The agency also reported that the index for March was up 1.8 percent from February. The HPI is calculated using home sales price information from Fannie Mae and Freddie Mac mortgages, so it describes a large but limited pool of mortgages.

FHFA’s expanded-data house price index, a metric introduced in August 2011 that adds transactional information from county recorder offices and the Federal Housing Administration to the HPI data sample, rose 0.2 percent between the fourth quarter and the first quarter. Over the latest four quarters, the index is down 1.3 percent.

EU meeting inconclusive

An assortment of EU panjandrums, meeting in Brussels on Thursday (EU time), made announcements to the effect that the euro zone wants to keep Greece in the common currency. They offered little more detail about how to achieve that end, however, which seems to grow more difficult with each passing mutter from Greece officials and rumble from the streets of Athens.

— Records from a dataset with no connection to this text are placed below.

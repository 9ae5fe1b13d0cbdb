//! Skinning data tests
//!
//! Tests for:
//! - Weight assignment: slot budget, discovery order, identity fallback
//! - Tangent reconstruction on a textured cube, degenerate UV fallback
//! - Winding reversal
//! - Palette double buffer

use std::sync::Arc;

use glam::{Mat4, UVec4, Vec2, Vec3, Vec4};
use myth_skin::SkinError;
use myth_skin::resources::{SkinMesh, SkinVertex};
use myth_skin::skinning::{
    BlendSlots, PaletteExchange, SkinPalette, VertexWeight, apply_blend_slots, assign_weights, reconstruct_tangents,
};

const EPSILON: f32 = 1e-5;

fn vec3_approx(a: Vec3, b: Vec3) -> bool {
    (a - b).length() < EPSILON
}

// ============================================================================
// Weights
// ============================================================================

#[test]
fn weights_keep_first_four_in_discovery_order() {
    // Six bones all influencing vertex 0; the heaviest comes last
    let bones: Vec<Vec<VertexWeight>> = [0.05, 0.1, 0.15, 0.2, 0.25, 0.9]
        .iter()
        .map(|&w| vec![VertexWeight::new(0, w)])
        .collect();

    let (slots, stats) = assign_weights(1, bones.iter().map(Vec::as_slice), 4).unwrap();

    assert_eq!(slots[0].indices, UVec4::new(1, 2, 3, 4));
    assert_eq!(slots[0].weights, Vec4::new(0.05, 0.1, 0.15, 0.2));
    assert_eq!(stats.truncated_vertices, 1);
    assert_eq!(stats.dropped_influences, 2);
}

#[test]
fn weights_fill_unused_slots_with_bone_zero() {
    let bones = [vec![VertexWeight::new(0, 0.7)], vec![VertexWeight::new(0, 0.3)]];
    let (slots, _) = assign_weights(1, bones.iter().map(Vec::as_slice), 4).unwrap();

    assert_eq!(slots[0].indices, UVec4::new(1, 2, 0, 0));
    assert_eq!(slots[0].weights, Vec4::new(0.7, 0.3, 0.0, 0.0));
}

#[test]
fn weights_without_bones_bind_identity() {
    let (slots, stats) = assign_weights(3, std::iter::empty::<&[VertexWeight]>(), 4).unwrap();

    assert_eq!(stats.unweighted_vertices, 3);
    for slot in slots {
        assert_eq!(slot, BlendSlots::IDENTITY_BONE);
        assert_eq!(slot.indices, UVec4::ZERO);
        assert_eq!(slot.weights, Vec4::new(1.0, 0.0, 0.0, 0.0));
    }
}

#[test]
fn weights_untouched_vertex_of_skinned_mesh_binds_identity() {
    let bones = [vec![VertexWeight::new(1, 1.0)]];
    let (slots, stats) = assign_weights(2, bones.iter().map(Vec::as_slice), 4).unwrap();

    assert_eq!(slots[0], BlendSlots::IDENTITY_BONE);
    assert_eq!(slots[1].indices.x, 1);
    assert_eq!(stats.unweighted_vertices, 1);
}

#[test]
fn weights_respect_lower_slot_budget() {
    let bones = [
        vec![VertexWeight::new(0, 0.5)],
        vec![VertexWeight::new(0, 0.3)],
        vec![VertexWeight::new(0, 0.2)],
    ];
    let (slots, _) = assign_weights(1, bones.iter().map(Vec::as_slice), 2).unwrap();

    assert_eq!(slots[0].indices, UVec4::new(1, 2, 0, 0));
    assert_eq!(slots[0].weights, Vec4::new(0.5, 0.3, 0.0, 0.0));
}

#[test]
fn weights_reject_out_of_range_vertex() {
    let bones = [vec![VertexWeight::new(5, 1.0)]];
    let result = assign_weights(2, bones.iter().map(Vec::as_slice), 4);
    assert!(matches!(result, Err(SkinError::InvalidSource(_))));
}

#[test]
fn blend_slots_are_written_into_vertices() {
    let mut vertices = vec![SkinVertex::default(); 2];
    let bones = [vec![VertexWeight::new(0, 1.0)]];
    let (slots, _) = assign_weights(2, bones.iter().map(Vec::as_slice), 4).unwrap();

    apply_blend_slots(&mut vertices, &slots);
    assert_eq!(vertices[0].influences().collect::<Vec<_>>(), vec![(1, 1.0)]);
    assert_eq!(vertices[1].influences().collect::<Vec<_>>(), vec![(0, 1.0)]);
}

// ============================================================================
// Tangents
// ============================================================================

/// 24-vertex cube; on every face `uv.x` runs along `u` and `uv.y` along `v`.
fn textured_cube() -> (Vec<SkinVertex>, Vec<u32>, Vec<(Vec3, Vec3)>) {
    let faces = [
        (Vec3::X, Vec3::Y, Vec3::Z),
        (Vec3::NEG_X, Vec3::Z, Vec3::Y),
        (Vec3::Y, Vec3::Z, Vec3::X),
        (Vec3::NEG_Y, Vec3::X, Vec3::Z),
        (Vec3::Z, Vec3::X, Vec3::Y),
        (Vec3::NEG_Z, Vec3::Y, Vec3::X),
    ];

    let mut vertices = Vec::new();
    let mut indices = Vec::new();
    let mut frames = Vec::new();
    for (n, u, v) in faces {
        let base = vertices.len() as u32;
        for (s, t) in [(-1.0, -1.0), (1.0, -1.0), (1.0, 1.0), (-1.0, 1.0)] {
            let position = n + u * s + v * t;
            let uv = Vec2::new((s + 1.0) * 0.5, (t + 1.0) * 0.5);
            vertices.push(SkinVertex::new(position, n, uv));
            frames.push((u, v));
        }
        indices.extend_from_slice(&[base, base + 1, base + 2, base, base + 2, base + 3]);
    }
    (vertices, indices, frames)
}

#[test]
fn tangents_follow_uv_directions_on_cube() {
    let (mut vertices, indices, frames) = textured_cube();
    let stats = reconstruct_tangents(&mut vertices, &indices);

    assert_eq!(stats.degenerate_triangles, 0);
    assert_eq!(stats.fallback_vertices, 0);
    for (vertex, (u, v)) in vertices.iter().zip(frames) {
        assert!(vec3_approx(vertex.tangent, u), "tangent {} expected {u}", vertex.tangent);
        assert!(vec3_approx(vertex.bitangent, v), "bitangent {} expected {v}", vertex.bitangent);
        assert!(vertex.tangent.dot(vertex.normal).abs() < EPSILON);
    }
}

#[test]
fn tangents_are_idempotent() {
    let (mut vertices, indices, _) = textured_cube();
    reconstruct_tangents(&mut vertices, &indices);
    let first = vertices.clone();

    reconstruct_tangents(&mut vertices, &indices);
    assert_eq!(vertices, first);
}

#[test]
fn tangents_fall_back_for_degenerate_uvs() {
    let mut vertices = vec![
        SkinVertex::new(Vec3::ZERO, Vec3::Z, Vec2::ZERO),
        SkinVertex::new(Vec3::X, Vec3::Z, Vec2::ZERO),
        SkinVertex::new(Vec3::Y, Vec3::Z, Vec2::ZERO),
    ];
    let stats = reconstruct_tangents(&mut vertices, &[0, 1, 2]);

    assert_eq!(stats.degenerate_triangles, 1);
    assert_eq!(stats.fallback_vertices, 3);
    for vertex in &vertices {
        assert!(vec3_approx(vertex.tangent, Vec3::Y));
        assert!(vec3_approx(vertex.bitangent, Vec3::NEG_X));
        assert!(vertex.tangent.is_finite() && vertex.bitangent.is_finite());
    }
}

#[test]
fn tangent_fallback_handles_normal_along_x() {
    let mut vertices = vec![SkinVertex::new(Vec3::ZERO, Vec3::X, Vec2::ZERO)];
    reconstruct_tangents(&mut vertices, &[]);

    // cross(X, X) is zero, so the Y axis is used
    assert!(vec3_approx(vertices[0].tangent, Vec3::Z));
    assert!(vertices[0].tangent.dot(Vec3::X).abs() < EPSILON);
}

#[test]
#[cfg(debug_assertions)]
#[should_panic(expected = "non-finite fallback tangent")]
fn tangent_fallback_rejects_zero_normal_in_debug() {
    let mut vertices = vec![SkinVertex::new(Vec3::ZERO, Vec3::ZERO, Vec2::ZERO)];
    reconstruct_tangents(&mut vertices, &[]);
}

// ============================================================================
// Winding
// ============================================================================

#[test]
fn reverse_winding_is_an_involution() {
    let mut mesh = SkinMesh::new("quad", 0);
    mesh.indices = vec![0, 1, 2, 0, 2, 3];

    mesh.reverse_winding();
    assert_eq!(mesh.indices, vec![0, 2, 1, 0, 3, 2]);

    mesh.reverse_winding();
    assert_eq!(mesh.indices, vec![0, 1, 2, 0, 2, 3]);
}

#[test]
fn new_mesh_has_dummy_bone_and_identity_matrix() {
    let mut mesh = SkinMesh::new("Body", 3);
    assert_eq!(mesh.bones.len(), 1);
    assert_eq!(mesh.bones[0].name, "Body");
    assert_eq!(mesh.bones[0].offset_matrix, Mat4::IDENTITY);
    assert_eq!(mesh.shader_matrices(), &[Mat4::IDENTITY]);

    let index = mesh.push_bone("Arm", Mat4::from_translation(Vec3::X), 12);
    assert_eq!(index, 1);
    assert_eq!(mesh.bones[1].mesh_index, 3);
    assert_eq!(mesh.shader_matrices().len(), mesh.bones.len());
    assert!(mesh.has_bones);
}

// ============================================================================
// Palette exchange
// ============================================================================

#[test]
fn palette_publish_swaps_buffers() {
    let exchange = PaletteExchange::new();
    assert_eq!(exchange.generation(), 0);
    assert_eq!(exchange.read().mesh_count(), 0);

    let mut back = SkinPalette {
        bone_matrices: vec![vec![Mat4::from_translation(Vec3::X)]],
        world: vec![Mat4::IDENTITY],
    };
    let generation = exchange.publish(&mut back);

    assert_eq!(generation, 1);
    assert_eq!(back.mesh_count(), 0, "back buffer receives the previous front");
    let front = exchange.read();
    assert_eq!(front.generation(), 1);
    assert_eq!(front.bone_matrices[0][0], Mat4::from_translation(Vec3::X));
}

#[test]
fn palette_is_readable_from_other_threads() {
    let exchange = Arc::new(PaletteExchange::new());
    let mut back = SkinPalette {
        bone_matrices: vec![vec![Mat4::IDENTITY; 3]],
        world: vec![Mat4::IDENTITY],
    };
    exchange.publish(&mut back);

    std::thread::scope(|scope| {
        for _ in 0..4 {
            let exchange = Arc::clone(&exchange);
            scope.spawn(move || {
                let palette = exchange.read();
                assert_eq!(palette.bone_matrices[0].len(), 3);
            });
        }
    });
}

Various media reports also said that the EU leaders, some of them at least, were making contingency plans for a “Grexit.” Investors made their own statement on the matter on Thursday, driving the euro and European stock markets down  (and the price of oil as well).

Wall Street fretted a great deal itself on Wednesday (US time), with the exchanges down most of the day. But in the end, they almost broke even, with the Dow Jones Industrial Average losing only 6.66 points, or 0.05 percent, while the S&P 500 and the Nasdaq gained 0.17 percent and 0.39 percent, respectively.